*Material provided*:
/---

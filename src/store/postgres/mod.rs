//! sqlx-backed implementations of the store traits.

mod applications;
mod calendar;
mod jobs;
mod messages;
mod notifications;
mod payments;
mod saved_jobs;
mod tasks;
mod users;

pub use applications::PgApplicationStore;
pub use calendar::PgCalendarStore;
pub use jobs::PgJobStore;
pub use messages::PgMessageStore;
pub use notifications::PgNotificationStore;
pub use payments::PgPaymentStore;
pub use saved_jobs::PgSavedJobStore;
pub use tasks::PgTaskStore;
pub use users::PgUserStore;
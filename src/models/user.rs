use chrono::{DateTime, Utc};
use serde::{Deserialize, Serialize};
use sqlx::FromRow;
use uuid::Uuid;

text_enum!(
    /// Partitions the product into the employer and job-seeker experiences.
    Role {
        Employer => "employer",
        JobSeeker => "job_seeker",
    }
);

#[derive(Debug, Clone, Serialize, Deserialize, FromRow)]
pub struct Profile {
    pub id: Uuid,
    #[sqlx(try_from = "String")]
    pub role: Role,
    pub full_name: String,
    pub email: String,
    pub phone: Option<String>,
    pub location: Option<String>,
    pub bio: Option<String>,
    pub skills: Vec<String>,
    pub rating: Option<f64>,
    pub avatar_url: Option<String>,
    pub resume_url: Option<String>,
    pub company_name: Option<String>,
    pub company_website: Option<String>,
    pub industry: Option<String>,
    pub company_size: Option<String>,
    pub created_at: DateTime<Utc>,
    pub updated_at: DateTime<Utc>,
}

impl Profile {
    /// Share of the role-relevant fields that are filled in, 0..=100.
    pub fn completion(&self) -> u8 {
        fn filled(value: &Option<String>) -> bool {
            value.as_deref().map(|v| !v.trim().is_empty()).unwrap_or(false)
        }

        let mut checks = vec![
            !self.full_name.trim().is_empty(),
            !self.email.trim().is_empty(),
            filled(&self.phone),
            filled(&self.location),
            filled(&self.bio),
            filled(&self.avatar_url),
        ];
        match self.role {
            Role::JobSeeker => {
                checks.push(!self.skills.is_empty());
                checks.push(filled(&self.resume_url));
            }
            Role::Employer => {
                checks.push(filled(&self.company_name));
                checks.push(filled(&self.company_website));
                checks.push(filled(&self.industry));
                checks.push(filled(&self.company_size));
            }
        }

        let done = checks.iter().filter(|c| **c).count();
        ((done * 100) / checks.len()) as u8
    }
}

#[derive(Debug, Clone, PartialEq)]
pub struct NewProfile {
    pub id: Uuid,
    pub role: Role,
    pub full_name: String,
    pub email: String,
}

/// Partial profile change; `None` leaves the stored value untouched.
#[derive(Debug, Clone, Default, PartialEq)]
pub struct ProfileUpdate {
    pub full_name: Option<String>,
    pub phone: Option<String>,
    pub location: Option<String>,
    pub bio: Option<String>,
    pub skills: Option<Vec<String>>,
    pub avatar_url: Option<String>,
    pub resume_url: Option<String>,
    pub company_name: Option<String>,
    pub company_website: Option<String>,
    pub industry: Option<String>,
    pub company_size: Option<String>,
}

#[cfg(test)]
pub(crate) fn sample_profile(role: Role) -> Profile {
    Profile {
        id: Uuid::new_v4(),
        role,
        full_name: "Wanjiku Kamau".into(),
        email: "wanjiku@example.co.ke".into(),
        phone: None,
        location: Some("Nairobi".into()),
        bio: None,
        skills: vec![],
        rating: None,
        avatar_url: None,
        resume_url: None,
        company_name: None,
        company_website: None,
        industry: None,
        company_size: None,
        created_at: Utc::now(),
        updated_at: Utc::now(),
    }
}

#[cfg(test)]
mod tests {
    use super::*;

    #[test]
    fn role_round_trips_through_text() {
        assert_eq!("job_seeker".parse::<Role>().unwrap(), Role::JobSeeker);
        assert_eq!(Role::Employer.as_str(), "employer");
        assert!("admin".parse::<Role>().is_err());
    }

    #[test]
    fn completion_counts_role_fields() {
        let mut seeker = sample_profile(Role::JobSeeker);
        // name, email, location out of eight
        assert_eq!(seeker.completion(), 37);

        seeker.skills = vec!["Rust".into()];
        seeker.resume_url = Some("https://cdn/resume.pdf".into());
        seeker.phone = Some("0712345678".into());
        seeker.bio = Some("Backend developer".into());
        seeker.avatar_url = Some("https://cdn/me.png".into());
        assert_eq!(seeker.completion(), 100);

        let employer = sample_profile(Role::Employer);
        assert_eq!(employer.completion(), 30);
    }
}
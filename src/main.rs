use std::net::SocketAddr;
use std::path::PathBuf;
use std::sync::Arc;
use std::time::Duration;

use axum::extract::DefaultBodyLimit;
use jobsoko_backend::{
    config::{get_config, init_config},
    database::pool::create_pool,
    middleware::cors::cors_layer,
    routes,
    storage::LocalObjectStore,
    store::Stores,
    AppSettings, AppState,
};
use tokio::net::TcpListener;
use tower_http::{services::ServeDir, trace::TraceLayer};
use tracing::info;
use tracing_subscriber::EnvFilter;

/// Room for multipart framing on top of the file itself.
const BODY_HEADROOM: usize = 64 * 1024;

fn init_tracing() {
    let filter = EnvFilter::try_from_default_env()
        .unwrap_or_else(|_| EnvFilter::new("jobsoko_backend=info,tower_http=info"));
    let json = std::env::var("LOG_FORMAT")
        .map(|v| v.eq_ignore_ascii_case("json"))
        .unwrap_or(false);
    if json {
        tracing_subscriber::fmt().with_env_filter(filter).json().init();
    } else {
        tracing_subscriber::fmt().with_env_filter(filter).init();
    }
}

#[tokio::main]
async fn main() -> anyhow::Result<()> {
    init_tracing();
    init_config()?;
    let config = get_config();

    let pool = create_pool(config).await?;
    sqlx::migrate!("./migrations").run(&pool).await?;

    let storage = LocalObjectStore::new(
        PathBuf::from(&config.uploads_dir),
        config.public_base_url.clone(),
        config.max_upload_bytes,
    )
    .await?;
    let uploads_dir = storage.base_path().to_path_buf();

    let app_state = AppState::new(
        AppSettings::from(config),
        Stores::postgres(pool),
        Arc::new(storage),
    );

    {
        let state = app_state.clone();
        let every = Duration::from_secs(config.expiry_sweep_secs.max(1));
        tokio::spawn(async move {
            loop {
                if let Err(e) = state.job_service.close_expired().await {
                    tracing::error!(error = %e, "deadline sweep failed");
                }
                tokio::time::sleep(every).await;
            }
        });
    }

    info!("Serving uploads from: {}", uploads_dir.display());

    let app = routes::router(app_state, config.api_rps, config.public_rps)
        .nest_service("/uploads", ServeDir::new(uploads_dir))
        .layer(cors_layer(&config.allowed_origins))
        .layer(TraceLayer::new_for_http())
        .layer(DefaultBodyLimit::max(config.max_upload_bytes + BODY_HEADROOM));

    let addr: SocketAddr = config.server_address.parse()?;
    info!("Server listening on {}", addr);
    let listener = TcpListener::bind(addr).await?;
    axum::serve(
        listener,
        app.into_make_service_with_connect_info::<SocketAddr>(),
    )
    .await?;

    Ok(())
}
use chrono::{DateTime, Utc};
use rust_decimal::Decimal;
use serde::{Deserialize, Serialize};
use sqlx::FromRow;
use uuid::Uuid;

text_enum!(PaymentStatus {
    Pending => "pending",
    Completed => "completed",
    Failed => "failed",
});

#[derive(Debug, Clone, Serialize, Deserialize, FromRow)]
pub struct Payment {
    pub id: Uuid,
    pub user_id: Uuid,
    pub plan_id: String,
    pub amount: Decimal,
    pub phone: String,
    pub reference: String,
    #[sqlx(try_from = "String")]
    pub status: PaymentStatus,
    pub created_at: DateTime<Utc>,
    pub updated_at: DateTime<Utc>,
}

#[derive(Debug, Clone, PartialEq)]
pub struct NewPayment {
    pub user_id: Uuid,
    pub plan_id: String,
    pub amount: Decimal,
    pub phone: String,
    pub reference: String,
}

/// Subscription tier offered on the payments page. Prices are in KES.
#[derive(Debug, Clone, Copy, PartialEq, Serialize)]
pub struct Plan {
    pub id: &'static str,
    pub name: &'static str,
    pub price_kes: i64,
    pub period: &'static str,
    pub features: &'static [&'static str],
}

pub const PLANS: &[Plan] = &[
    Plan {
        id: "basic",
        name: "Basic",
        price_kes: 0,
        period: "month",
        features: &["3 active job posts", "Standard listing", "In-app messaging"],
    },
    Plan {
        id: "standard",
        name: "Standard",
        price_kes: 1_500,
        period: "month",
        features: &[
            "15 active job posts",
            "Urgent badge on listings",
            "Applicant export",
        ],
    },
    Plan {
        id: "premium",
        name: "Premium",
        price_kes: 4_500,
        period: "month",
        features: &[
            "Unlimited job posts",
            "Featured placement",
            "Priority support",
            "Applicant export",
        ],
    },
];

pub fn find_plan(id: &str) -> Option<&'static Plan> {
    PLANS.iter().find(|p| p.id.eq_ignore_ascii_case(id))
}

\---

*What the exercise asks*: Copy every line that includes the string "industry" from the material above.

*Finished exercise*:
    pub industry: Option<String>,
                checks.push(filled(&self.industry));
    pub industry: Option<String>,
        industry: None,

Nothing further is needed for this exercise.